→ Data
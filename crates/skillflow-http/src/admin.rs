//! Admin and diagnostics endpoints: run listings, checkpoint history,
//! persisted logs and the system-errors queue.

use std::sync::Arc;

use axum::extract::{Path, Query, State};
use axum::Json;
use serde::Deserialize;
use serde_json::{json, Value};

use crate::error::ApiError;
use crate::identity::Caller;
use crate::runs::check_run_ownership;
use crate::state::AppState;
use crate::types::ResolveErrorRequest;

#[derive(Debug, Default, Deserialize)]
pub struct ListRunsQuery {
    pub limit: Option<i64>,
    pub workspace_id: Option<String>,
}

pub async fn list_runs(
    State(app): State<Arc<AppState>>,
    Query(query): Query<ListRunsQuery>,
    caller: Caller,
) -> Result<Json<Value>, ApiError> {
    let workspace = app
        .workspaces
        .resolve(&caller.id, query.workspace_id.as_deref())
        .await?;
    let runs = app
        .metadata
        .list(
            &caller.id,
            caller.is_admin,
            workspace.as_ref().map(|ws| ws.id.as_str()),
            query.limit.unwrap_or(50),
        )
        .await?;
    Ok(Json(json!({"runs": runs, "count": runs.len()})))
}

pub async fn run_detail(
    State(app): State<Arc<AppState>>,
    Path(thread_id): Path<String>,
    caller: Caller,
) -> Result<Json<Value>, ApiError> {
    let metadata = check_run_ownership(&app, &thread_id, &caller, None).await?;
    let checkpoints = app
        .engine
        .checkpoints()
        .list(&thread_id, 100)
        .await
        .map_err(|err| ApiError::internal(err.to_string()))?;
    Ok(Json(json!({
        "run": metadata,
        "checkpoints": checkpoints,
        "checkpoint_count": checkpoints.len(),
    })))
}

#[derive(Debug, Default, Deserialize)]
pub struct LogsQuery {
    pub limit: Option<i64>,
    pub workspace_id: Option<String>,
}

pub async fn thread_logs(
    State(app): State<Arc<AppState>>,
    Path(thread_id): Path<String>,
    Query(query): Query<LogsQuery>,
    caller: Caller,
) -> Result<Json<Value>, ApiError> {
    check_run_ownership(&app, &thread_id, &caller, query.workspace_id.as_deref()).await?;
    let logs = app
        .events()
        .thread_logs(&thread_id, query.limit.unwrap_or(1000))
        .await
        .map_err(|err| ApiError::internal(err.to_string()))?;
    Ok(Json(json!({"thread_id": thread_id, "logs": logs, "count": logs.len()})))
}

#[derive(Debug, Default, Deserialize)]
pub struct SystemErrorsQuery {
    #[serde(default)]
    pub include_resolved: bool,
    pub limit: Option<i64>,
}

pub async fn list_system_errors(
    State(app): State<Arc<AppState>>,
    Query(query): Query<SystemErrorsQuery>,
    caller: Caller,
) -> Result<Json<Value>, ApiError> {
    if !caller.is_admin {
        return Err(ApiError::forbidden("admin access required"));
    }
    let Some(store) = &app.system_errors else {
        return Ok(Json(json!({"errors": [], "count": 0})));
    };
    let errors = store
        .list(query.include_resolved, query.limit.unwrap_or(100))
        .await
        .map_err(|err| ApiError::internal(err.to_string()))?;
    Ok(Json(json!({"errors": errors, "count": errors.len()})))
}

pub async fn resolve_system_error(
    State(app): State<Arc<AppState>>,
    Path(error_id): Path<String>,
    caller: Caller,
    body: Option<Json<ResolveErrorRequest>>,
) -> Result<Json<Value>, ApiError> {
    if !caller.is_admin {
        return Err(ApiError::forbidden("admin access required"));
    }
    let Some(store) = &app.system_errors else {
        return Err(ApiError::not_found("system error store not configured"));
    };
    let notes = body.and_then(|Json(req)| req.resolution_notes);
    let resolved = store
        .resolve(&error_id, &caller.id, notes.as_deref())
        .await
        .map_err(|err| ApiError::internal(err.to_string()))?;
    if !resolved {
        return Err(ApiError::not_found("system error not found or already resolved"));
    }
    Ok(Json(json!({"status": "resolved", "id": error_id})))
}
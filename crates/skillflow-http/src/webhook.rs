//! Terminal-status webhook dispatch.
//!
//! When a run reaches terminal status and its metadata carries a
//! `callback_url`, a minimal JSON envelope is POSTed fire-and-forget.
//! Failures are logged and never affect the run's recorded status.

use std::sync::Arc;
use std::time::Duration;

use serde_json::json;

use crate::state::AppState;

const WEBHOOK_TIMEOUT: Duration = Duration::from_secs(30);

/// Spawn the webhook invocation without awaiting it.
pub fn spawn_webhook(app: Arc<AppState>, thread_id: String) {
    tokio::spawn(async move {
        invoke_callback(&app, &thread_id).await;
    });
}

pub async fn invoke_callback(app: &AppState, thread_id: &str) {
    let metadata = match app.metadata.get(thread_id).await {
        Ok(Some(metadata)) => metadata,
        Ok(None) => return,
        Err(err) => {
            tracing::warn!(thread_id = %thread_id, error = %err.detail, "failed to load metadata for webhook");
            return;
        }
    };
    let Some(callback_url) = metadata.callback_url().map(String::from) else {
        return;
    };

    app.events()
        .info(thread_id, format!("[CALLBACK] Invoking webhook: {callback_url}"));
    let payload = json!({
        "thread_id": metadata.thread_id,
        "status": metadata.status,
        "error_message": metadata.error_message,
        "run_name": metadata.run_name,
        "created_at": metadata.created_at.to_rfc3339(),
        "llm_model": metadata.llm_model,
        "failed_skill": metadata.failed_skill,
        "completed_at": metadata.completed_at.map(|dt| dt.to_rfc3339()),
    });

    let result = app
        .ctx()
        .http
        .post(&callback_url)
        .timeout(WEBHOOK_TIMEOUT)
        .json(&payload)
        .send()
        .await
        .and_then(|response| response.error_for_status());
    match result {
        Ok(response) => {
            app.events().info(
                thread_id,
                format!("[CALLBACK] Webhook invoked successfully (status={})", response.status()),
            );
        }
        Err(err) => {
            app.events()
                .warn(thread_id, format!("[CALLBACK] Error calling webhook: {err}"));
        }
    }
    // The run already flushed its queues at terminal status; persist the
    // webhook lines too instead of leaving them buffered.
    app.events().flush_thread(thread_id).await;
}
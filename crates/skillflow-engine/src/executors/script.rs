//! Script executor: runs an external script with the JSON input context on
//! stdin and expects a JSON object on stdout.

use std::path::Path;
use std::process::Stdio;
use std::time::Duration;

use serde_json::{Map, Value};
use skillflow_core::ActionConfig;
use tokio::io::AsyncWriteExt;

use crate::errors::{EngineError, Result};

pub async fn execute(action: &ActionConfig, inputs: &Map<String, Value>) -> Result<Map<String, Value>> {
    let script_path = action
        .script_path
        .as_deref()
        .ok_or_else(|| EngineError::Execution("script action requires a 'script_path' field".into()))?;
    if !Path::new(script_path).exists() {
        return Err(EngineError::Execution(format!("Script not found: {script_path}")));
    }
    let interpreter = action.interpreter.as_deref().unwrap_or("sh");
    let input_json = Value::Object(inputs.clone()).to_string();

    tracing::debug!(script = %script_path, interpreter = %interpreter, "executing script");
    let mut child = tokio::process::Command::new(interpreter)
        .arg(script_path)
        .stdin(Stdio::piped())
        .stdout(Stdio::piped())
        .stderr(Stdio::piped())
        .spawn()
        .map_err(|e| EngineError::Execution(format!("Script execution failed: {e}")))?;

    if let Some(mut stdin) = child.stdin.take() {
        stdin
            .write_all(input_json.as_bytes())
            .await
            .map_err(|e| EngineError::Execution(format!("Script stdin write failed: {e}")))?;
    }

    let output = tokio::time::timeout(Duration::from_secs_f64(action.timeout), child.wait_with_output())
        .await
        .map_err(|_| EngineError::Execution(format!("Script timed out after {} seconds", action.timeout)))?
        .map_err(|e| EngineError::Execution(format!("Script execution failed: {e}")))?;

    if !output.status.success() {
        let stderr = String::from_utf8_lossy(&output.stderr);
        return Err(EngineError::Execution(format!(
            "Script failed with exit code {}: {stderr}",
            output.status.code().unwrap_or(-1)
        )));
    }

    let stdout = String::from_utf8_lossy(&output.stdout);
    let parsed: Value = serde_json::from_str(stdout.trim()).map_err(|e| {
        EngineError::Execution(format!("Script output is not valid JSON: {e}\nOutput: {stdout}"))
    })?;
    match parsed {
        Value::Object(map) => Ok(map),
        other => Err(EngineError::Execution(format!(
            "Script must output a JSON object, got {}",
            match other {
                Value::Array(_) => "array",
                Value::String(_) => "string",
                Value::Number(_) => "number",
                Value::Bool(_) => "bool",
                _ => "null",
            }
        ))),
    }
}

→ Task prompt
Using the entries above, find all lines with "process". Copy them.

→ Problem solution
use std::process::Stdio;
    let mut child = tokio::process::Command::new(interpreter)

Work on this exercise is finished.